● TASK GOAL:
Please copy out all lines of the entries that contain the word "style".

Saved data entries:
-.-.-

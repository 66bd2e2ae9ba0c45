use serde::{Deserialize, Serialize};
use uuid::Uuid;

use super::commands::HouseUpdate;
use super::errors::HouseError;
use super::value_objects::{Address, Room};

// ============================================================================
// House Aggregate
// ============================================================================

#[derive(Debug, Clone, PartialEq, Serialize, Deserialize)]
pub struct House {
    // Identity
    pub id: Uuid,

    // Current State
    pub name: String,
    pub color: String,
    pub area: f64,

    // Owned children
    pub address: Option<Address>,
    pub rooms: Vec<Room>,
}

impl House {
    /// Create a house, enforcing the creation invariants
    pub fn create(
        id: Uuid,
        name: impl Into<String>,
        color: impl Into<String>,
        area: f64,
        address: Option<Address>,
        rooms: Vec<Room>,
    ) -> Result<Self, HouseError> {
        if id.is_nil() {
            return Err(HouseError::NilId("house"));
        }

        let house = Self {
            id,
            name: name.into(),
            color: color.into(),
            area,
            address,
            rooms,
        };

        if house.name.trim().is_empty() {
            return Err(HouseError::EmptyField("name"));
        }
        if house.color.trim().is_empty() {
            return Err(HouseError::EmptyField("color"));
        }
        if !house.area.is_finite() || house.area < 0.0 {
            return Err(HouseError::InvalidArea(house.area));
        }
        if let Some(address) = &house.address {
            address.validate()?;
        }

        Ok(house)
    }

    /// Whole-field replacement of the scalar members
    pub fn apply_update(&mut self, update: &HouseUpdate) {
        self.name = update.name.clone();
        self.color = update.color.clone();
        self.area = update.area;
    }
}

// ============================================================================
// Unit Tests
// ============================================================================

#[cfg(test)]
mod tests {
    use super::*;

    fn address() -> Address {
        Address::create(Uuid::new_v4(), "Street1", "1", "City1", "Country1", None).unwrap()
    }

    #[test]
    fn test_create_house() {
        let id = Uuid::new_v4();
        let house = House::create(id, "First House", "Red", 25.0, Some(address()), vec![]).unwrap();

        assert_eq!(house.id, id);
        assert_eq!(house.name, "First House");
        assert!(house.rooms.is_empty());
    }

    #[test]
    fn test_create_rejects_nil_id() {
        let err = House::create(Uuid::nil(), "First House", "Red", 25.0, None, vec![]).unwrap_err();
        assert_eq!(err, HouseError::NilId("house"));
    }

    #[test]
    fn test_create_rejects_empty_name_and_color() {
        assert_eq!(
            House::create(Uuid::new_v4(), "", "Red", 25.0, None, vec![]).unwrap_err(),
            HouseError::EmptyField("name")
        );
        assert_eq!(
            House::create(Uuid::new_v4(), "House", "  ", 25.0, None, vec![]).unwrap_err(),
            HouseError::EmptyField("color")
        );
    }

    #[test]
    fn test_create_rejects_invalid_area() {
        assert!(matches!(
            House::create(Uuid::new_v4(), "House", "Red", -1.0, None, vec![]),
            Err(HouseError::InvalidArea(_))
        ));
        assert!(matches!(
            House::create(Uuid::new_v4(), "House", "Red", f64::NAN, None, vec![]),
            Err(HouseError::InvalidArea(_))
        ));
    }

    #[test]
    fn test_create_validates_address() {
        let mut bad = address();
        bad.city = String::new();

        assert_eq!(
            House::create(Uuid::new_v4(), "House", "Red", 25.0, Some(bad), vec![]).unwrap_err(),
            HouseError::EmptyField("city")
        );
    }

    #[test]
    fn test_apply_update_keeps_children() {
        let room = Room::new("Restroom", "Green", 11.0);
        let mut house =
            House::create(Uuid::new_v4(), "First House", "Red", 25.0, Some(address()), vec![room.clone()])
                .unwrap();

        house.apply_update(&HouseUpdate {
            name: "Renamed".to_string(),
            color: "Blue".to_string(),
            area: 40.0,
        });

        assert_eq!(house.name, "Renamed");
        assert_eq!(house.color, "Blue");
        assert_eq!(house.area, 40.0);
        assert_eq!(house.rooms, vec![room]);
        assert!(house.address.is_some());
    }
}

-.-.-

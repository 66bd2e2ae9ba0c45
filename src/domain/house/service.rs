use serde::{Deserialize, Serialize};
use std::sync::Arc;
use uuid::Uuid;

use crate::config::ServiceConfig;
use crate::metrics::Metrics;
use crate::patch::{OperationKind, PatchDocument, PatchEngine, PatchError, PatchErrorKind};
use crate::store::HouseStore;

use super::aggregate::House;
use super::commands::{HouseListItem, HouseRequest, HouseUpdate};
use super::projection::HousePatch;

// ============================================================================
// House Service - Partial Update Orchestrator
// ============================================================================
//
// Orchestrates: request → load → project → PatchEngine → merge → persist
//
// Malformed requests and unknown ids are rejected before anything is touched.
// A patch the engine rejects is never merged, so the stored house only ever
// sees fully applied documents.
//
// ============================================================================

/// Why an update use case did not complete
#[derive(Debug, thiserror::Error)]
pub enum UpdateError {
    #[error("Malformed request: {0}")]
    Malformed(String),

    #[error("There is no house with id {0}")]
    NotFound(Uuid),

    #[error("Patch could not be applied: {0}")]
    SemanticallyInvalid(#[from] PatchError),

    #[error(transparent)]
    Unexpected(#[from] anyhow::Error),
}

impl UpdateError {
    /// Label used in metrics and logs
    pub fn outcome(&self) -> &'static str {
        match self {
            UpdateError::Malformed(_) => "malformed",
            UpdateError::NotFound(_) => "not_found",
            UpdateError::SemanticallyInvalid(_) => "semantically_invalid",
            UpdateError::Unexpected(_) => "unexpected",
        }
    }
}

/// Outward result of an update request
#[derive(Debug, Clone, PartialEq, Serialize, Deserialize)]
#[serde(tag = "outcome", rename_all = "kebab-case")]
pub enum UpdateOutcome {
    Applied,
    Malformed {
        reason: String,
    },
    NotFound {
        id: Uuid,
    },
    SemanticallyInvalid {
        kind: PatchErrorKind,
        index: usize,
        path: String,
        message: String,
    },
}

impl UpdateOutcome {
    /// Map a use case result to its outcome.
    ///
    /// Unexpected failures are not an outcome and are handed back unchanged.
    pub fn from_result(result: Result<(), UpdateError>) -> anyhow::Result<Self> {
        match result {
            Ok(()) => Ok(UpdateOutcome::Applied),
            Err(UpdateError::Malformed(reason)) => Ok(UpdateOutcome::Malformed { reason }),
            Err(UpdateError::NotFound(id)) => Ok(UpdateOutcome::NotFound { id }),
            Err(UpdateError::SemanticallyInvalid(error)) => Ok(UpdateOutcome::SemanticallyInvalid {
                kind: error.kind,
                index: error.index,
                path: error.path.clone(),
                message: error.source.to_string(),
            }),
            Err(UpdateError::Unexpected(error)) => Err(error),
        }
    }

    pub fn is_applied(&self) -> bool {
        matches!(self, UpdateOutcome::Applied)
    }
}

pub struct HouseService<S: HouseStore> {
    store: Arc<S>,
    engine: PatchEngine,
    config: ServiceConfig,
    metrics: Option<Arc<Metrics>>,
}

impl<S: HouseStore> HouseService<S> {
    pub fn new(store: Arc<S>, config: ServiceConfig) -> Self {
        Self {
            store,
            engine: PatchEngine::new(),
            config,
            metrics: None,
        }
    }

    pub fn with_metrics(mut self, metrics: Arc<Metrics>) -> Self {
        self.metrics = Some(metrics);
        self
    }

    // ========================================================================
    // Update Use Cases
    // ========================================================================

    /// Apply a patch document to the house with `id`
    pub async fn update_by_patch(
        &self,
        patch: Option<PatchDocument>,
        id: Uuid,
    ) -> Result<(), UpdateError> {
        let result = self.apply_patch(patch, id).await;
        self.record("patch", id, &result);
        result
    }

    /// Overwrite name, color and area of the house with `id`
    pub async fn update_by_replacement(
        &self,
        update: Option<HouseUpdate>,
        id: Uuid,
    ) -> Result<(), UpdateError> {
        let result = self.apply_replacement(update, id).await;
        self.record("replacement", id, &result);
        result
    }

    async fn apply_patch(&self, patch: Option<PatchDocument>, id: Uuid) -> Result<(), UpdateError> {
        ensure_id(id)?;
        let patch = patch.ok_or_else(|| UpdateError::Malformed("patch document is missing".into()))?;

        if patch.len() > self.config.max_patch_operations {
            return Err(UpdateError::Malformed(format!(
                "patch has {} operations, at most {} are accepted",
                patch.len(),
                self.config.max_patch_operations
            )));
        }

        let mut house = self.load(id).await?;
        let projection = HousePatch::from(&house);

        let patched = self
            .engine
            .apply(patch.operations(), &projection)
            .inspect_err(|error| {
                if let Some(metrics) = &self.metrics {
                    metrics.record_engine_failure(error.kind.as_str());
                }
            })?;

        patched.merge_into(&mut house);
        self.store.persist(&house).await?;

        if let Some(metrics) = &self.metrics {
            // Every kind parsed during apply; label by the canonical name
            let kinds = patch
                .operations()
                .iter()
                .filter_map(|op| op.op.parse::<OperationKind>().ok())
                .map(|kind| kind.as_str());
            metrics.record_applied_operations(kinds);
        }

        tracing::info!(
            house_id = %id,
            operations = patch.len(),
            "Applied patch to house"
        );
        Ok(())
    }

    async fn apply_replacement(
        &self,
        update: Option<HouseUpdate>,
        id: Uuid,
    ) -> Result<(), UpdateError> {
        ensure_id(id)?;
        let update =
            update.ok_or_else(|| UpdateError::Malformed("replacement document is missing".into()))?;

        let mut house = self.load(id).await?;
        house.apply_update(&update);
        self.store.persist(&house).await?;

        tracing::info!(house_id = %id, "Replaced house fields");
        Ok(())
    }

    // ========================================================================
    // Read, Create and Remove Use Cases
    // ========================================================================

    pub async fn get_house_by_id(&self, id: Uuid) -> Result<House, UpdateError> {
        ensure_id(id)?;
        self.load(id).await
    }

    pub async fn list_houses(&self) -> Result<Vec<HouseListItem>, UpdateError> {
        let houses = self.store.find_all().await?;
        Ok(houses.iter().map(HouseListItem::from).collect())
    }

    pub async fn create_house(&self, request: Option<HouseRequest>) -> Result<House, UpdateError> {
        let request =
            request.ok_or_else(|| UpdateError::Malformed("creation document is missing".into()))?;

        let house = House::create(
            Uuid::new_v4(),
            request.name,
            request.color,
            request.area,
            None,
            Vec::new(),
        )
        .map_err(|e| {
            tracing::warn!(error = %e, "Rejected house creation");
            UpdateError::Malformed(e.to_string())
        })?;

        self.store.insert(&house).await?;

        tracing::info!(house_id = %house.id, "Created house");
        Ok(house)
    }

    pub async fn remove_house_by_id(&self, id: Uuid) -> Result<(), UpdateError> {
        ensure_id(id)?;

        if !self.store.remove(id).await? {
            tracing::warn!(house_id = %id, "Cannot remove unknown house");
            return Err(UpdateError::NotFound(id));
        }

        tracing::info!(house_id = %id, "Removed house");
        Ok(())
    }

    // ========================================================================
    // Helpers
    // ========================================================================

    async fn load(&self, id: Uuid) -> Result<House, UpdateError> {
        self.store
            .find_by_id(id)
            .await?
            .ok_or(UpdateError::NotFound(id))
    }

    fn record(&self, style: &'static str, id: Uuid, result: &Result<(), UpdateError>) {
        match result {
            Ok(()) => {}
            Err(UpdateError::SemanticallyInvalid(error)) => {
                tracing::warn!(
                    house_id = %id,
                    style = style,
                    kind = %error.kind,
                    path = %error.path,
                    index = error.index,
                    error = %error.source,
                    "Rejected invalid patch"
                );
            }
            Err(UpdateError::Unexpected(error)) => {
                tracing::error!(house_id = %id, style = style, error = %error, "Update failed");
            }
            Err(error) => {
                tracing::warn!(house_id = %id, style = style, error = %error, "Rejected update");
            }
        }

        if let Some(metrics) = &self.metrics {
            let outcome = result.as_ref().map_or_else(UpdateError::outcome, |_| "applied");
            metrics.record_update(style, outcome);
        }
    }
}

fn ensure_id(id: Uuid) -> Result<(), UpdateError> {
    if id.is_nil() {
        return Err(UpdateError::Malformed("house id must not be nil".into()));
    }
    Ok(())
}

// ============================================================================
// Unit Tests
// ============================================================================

-.-.-

● COMPLETED TASK:
    fn record(&self, style: &'static str, id: Uuid, result: &Result<(), UpdateError>) {
                    style = style,
                tracing::error!(house_id = %id, style = style, error = %error, "Update failed");
                tracing::warn!(house_id = %id, style = style, error = %error, "Rejected update");
            metrics.record_update(style, outcome);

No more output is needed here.